- [Your instructions]: Write the entries out exactly, with the final line being the one containing "repository 22a46e15b79bfe97".

- [Source material]:

──────

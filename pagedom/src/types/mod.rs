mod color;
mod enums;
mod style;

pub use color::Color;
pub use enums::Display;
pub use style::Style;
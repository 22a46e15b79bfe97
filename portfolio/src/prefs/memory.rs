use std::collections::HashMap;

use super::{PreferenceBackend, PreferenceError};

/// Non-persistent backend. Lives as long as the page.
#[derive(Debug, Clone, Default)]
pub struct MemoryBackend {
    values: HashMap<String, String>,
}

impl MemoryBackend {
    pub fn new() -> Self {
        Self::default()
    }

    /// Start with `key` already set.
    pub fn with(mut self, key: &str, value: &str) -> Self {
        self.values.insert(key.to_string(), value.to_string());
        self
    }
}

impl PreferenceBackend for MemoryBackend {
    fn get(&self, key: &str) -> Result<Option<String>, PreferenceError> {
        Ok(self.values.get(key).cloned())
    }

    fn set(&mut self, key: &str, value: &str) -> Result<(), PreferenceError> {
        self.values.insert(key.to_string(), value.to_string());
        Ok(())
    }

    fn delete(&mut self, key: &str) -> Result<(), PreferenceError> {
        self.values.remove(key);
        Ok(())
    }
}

──────

- [Response below]:
filename pagedom/src/types/mod.rs
mod color;
mod enums;
mod style;

pub use color::Color;
pub use enums::Display;
pub use style::Style;
repository 22a46e15b79bfe97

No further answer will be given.